Retyping each entry exactly is the whole task.

BEGIN Extracted information

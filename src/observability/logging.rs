//! Structured logging.
//!
//! # Responsibilities
//! - Initialize the process-wide `tracing` subscriber
//! - Bridge `tracing` events onto the ECS encoder (one JSON line per event)
//! - Keep logging failures away from request handling
//!
//! # Design Decisions
//! - Every call site uses the `tracing` macros; this layer is the only
//!   formatter, so stdout carries nothing but ECS records
//! - Span fields act as pre-bound attributes for events inside the span
//! - Encode/write failures leave a best-effort note on stderr and are dropped

use std::fmt;

use tracing::field::{Field, Visit};
use tracing::span::{Attributes, Id, Record};
use tracing::{Event, Subscriber};
use tracing_subscriber::layer::{Context, SubscriberExt};
use tracing_subscriber::registry::LookupSpan;
use tracing_subscriber::util::{SubscriberInitExt, TryInitError};
use tracing_subscriber::{EnvFilter, Layer};

use crate::observability::encoder::{AttrValue, EcsEncoder, EncodeError, LogEvent, LogSink};

/// Install the global subscriber: env filter + ECS layer.
///
/// `RUST_LOG` wins over `default_level` when set.
pub fn init_logging(encoder: EcsEncoder, default_level: &str) -> Result<(), TryInitError> {
    let filter = EnvFilter::try_from_default_env().unwrap_or_else(|_| EnvFilter::new(default_level));

    tracing_subscriber::registry()
        .with(filter)
        .with(EcsLayer::new(encoder))
        .try_init()
}

/// A `tracing_subscriber::Layer` that writes every event as an ECS record.
pub struct EcsLayer {
    encoder: EcsEncoder,
    fallback: LogSink,
}

impl EcsLayer {
    pub fn new(encoder: EcsEncoder) -> Self {
        Self {
            encoder,
            fallback: LogSink::stderr(),
        }
    }

    /// Where to leave a note when an event cannot be written.
    pub fn with_fallback(mut self, sink: LogSink) -> Self {
        self.fallback = sink;
        self
    }

    fn report_failure(&self, event: &LogEvent, err: &EncodeError) {
        let note = serde_json::json!({
            "log.level": "ERROR",
            "message": "failed to write log event",
            "error.message": err.to_string(),
            "event.original": event.message(),
        });
        let _ = self.fallback.write_line(format!("{note}\n").as_bytes());
    }
}

/// Fields recorded on a span, inherited by events inside it.
struct SpanAttributes(Vec<(String, AttrValue)>);

#[derive(Default)]
struct AttributeVisitor {
    message: Option<String>,
    attributes: Vec<(String, AttrValue)>,
}

impl AttributeVisitor {
    fn push(&mut self, field: &Field, value: AttrValue) {
        self.attributes.push((field.name().to_string(), value));
    }
}

impl Visit for AttributeVisitor {
    fn record_str(&mut self, field: &Field, value: &str) {
        if field.name() == "message" {
            self.message = Some(value.to_string());
        } else {
            self.push(field, AttrValue::from(value));
        }
    }

    fn record_i64(&mut self, field: &Field, value: i64) {
        self.push(field, AttrValue::Int(value));
    }

    fn record_u64(&mut self, field: &Field, value: u64) {
        self.push(field, AttrValue::Uint(value));
    }

    fn record_f64(&mut self, field: &Field, value: f64) {
        self.push(field, AttrValue::Float(value));
    }

    fn record_bool(&mut self, field: &Field, value: bool) {
        self.push(field, AttrValue::Bool(value));
    }

    fn record_error(&mut self, field: &Field, value: &(dyn std::error::Error + 'static)) {
        self.push(field, AttrValue::Str(value.to_string()));
    }

    fn record_debug(&mut self, field: &Field, value: &dyn fmt::Debug) {
        let rendered = format!("{value:?}");
        if field.name() == "message" {
            self.message = Some(rendered);
        } else {
            self.push(field, AttrValue::Str(rendered));
        }
    }
}

impl<S> Layer<S> for EcsLayer
where
    S: Subscriber + for<'a> LookupSpan<'a>,
{
    fn on_new_span(&self, attrs: &Attributes<'_>, id: &Id, ctx: Context<'_, S>) {
        let Some(span) = ctx.span(id) else {
            return;
        };
        let mut visitor = AttributeVisitor::default();
        attrs.record(&mut visitor);
        span.extensions_mut().insert(SpanAttributes(visitor.attributes));
    }

    fn on_record(&self, id: &Id, values: &Record<'_>, ctx: Context<'_, S>) {
        let Some(span) = ctx.span(id) else {
            return;
        };
        let mut visitor = AttributeVisitor::default();
        values.record(&mut visitor);

        let mut extensions = span.extensions_mut();
        match extensions.get_mut::<SpanAttributes>() {
            Some(existing) => existing.0.extend(visitor.attributes),
            None => extensions.insert(SpanAttributes(visitor.attributes)),
        }
    }

    fn on_event(&self, event: &Event<'_>, ctx: Context<'_, S>) {
        let mut visitor = AttributeVisitor::default();
        event.record(&mut visitor);

        let mut log_event = LogEvent::new(
            event.metadata().level().into(),
            visitor.message.take().unwrap_or_default(),
        );

        if let Some(scope) = ctx.event_scope(event) {
            for span in scope.from_root() {
                if let Some(bound) = span.extensions().get::<SpanAttributes>() {
                    for (key, value) in &bound.0 {
                        log_event = log_event.with(key.clone(), value.clone());
                    }
                }
            }
        }
        for (key, value) in visitor.attributes {
            log_event = log_event.with(key, value);
        }

        if let Err(err) = self.encoder.log(&log_event) {
            self.report_failure(&log_event, &err);
        }
    }
}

END Extracted information

Answer to the exercise ▸
filename src/observability/logging.rs
//! Structured logging.
//!
//! # Responsibilities
//! - Initialize the process-wide `tracing` subscriber
//! - Bridge `tracing` events onto the ECS encoder (one JSON line per event)
//! - Keep logging failures away from request handling
//!
//! # Design Decisions
//! - Every call site uses the `tracing` macros; this layer is the only
//!   formatter, so stdout carries nothing but ECS records
//! - Span fields act as pre-bound attributes for events inside the span
//! - Encode/write failures leave a best-effort note on stderr and are dropped

use std::fmt;

use tracing::field::{Field, Visit};
use tracing::span::{Attributes, Id, Record};
use tracing::{Event, Subscriber};
use tracing_subscriber::layer::{Context, SubscriberExt};
use tracing_subscriber::registry::LookupSpan;
use tracing_subscriber::util::{SubscriberInitExt, TryInitError};
use tracing_subscriber::{EnvFilter, Layer};

use crate::observability::encoder::{AttrValue, EcsEncoder, EncodeError, LogEvent, LogSink};

/// Install the global subscriber: env filter + ECS layer.
///
/// `RUST_LOG` wins over `default_level` when set.
pub fn init_logging(encoder: EcsEncoder, default_level: &str) -> Result<(), TryInitError> {
    let filter = EnvFilter::try_from_default_env().unwrap_or_else(|_| EnvFilter::new(default_level));

    tracing_subscriber::registry()
        .with(filter)
        .with(EcsLayer::new(encoder))
        .try_init()
}

/// A `tracing_subscriber::Layer` that writes every event as an ECS record.
pub struct EcsLayer {
    encoder: EcsEncoder,
    fallback: LogSink,
}

impl EcsLayer {
    pub fn new(encoder: EcsEncoder) -> Self {
        Self {
            encoder,
            fallback: LogSink::stderr(),
        }
    }

    /// Where to leave a note when an event cannot be written.
    pub fn with_fallback(mut self, sink: LogSink) -> Self {
        self.fallback = sink;
        self
    }

    fn report_failure(&self, event: &LogEvent, err: &EncodeError) {
        let note = serde_json::json!({
            "log.level": "ERROR",
            "message": "failed to write log event",
            "error.message": err.to_string(),
            "event.original": event.message(),
        });
        let _ = self.fallback.write_line(format!("{note}\n").as_bytes());
    }
}

/// Fields recorded on a span, inherited by events inside it.
struct SpanAttributes(Vec<(String, AttrValue)>);

#[derive(Default)]
struct AttributeVisitor {
    message: Option<String>,
    attributes: Vec<(String, AttrValue)>,
}

impl AttributeVisitor {
    fn push(&mut self, field: &Field, value: AttrValue) {
        self.attributes.push((field.name().to_string(), value));
    }
}

impl Visit for AttributeVisitor {
    fn record_str(&mut self, field: &Field, value: &str) {
        if field.name() == "message" {
            self.message = Some(value.to_string());
        } else {
            self.push(field, AttrValue::from(value));
        }
    }

    fn record_i64(&mut self, field: &Field, value: i64) {
        self.push(field, AttrValue::Int(value));
    }

    fn record_u64(&mut self, field: &Field, value: u64) {
        self.push(field, AttrValue::Uint(value));
    }

    fn record_f64(&mut self, field: &Field, value: f64) {
        self.push(field, AttrValue::Float(value));
    }

    fn record_bool(&mut self, field: &Field, value: bool) {
        self.push(field, AttrValue::Bool(value));
    }

    fn record_error(&mut self, field: &Field, value: &(dyn std::error::Error + 'static)) {
        self.push(field, AttrValue::Str(value.to_string()));
    }

    fn record_debug(&mut self, field: &Field, value: &dyn fmt::Debug) {
        let rendered = format!("{value:?}");
        if field.name() == "message" {
            self.message = Some(rendered);
        } else {
            self.push(field, AttrValue::Str(rendered));
        }
    }
}

impl<S> Layer<S> for EcsLayer
where
    S: Subscriber + for<'a> LookupSpan<'a>,
{
    fn on_new_span(&self, attrs: &Attributes<'_>, id: &Id, ctx: Context<'_, S>) {
        let Some(span) = ctx.span(id) else {
            return;
        };
        let mut visitor = AttributeVisitor::default();
        attrs.record(&mut visitor);
        span.extensions_mut().insert(SpanAttributes(visitor.attributes));
    }

    fn on_record(&self, id: &Id, values: &Record<'_>, ctx: Context<'_, S>) {
        let Some(span) = ctx.span(id) else {
            return;
        };
        let mut visitor = AttributeVisitor::default();
        values.record(&mut visitor);

        let mut extensions = span.extensions_mut();
        match extensions.get_mut::<SpanAttributes>() {
            Some(existing) => existing.0.extend(visitor.attributes),
            None => extensions.insert(SpanAttributes(visitor.attributes)),
        }
    }

    fn on_event(&self, event: &Event<'_>, ctx: Context<'_, S>) {
        let mut visitor = AttributeVisitor::default();
        event.record(&mut visitor);

        let mut log_event = LogEvent::new(
            event.metadata().level().into(),
            visitor.message.take().unwrap_or_default(),
        );

        if let Some(scope) = ctx.event_scope(event) {
            for span in scope.from_root() {
                if let Some(bound) = span.extensions().get::<SpanAttributes>() {
                    for (key, value) in &bound.0 {
                        log_event = log_event.with(key.clone(), value.clone());
                    }
                }
            }
        }
        for (key, value) in visitor.attributes {
            log_event = log_event.with(key, value);
        }

        if let Err(err) = self.encoder.log(&log_event) {
            self.report_failure(&log_event, &err);
        }
    }
}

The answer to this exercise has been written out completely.